**TASK TO COMPLETE**
Lift out each line of the data that holds "SpoolStageDef".

[Stored data entries]

★ ★ ★ ★

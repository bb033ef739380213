//! Engine definition schema.

use serde::{Deserialize, Serialize};

fn default_unity() -> f64 {
    1.0
}

#[derive(Debug, Clone, Serialize, Deserialize, PartialEq)]
pub struct EngineProject {
    pub version: u32,
    pub name: String,
    pub engine: EngineDef,
}

#[derive(Debug, Clone, Serialize, Deserialize, PartialEq)]
pub struct EngineDef {
    pub fuel: FuelDef,
    pub turbine: TurbineDef,
    pub compressor: SpoolStageDef,
    pub fan: SpoolStageDef,
    #[serde(default)]
    pub pressure_losses: PressureLossesDef,
    #[serde(default)]
    pub burner: BurnerDef,
    pub bypass_ratio: f64,
    #[serde(default, skip_serializing_if = "Option::is_none")]
    pub exit_pressure_ratios: Option<ExitPressureRatiosDef>,
}

#[derive(Debug, Clone, Serialize, Deserialize, PartialEq)]
pub struct FuelDef {
    /// Heating value [J/kg]
    pub heating_value: f64,
    /// Ratio of specific heats of the combustion products
    pub gamma: f64,
    /// Specific heat of the combustion products [J/(kg K)]
    pub heat_capacity: f64,
}

#[derive(Debug, Clone, Serialize, Deserialize, PartialEq)]
pub struct TurbineDef {
    /// Inlet total temperature [K]
    pub inlet_total_temperature: f64,
    #[serde(default = "default_unity")]
    pub polytropic_efficiency: f64,
    #[serde(default = "default_unity")]
    pub mechanical_efficiency: f64,
}

/// Compressor or fan stage.
#[derive(Debug, Clone, Serialize, Deserialize, PartialEq)]
pub struct SpoolStageDef {
    pub compression_ratio: f64,
    #[serde(default = "default_unity")]
    pub polytropic_efficiency: f64,
}

#[derive(Debug, Clone, Serialize, Deserialize, PartialEq)]
pub struct PressureLossesDef {
    #[serde(default = "default_unity")]
    pub diffuser_max: f64,
    #[serde(default = "default_unity")]
    pub fan_nozzle: f64,
    #[serde(default = "default_unity")]
    pub core_nozzle: f64,
}

impl Default for PressureLossesDef {
    fn default() -> Self {
        Self {
            diffuser_max: 1.0,
            fan_nozzle: 1.0,
            core_nozzle: 1.0,
        }
    }
}

#[derive(Debug, Clone, Serialize, Deserialize, PartialEq)]
pub struct BurnerDef {
    #[serde(default = "default_unity")]
    pub total_pressure_ratio: f64,
    #[serde(default = "default_unity")]
    pub efficiency: f64,
}

impl Default for BurnerDef {
    fn default() -> Self {
        Self {
            total_pressure_ratio: 1.0,
            efficiency: 1.0,
        }
    }
}

#[derive(Debug, Clone, Serialize, Deserialize, PartialEq)]
pub struct ExitPressureRatiosDef {
    /// Ambient static to core-exit static pressure ratio
    pub ambient_to_core_exit: f64,
    /// Ambient static to fan-exit static pressure ratio
    pub ambient_to_fan_exit: f64,
}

★ ★ ★ ★

**OUTPUT FOR THIS TASK**
    pub compressor: SpoolStageDef,
    pub fan: SpoolStageDef,
pub struct SpoolStageDef {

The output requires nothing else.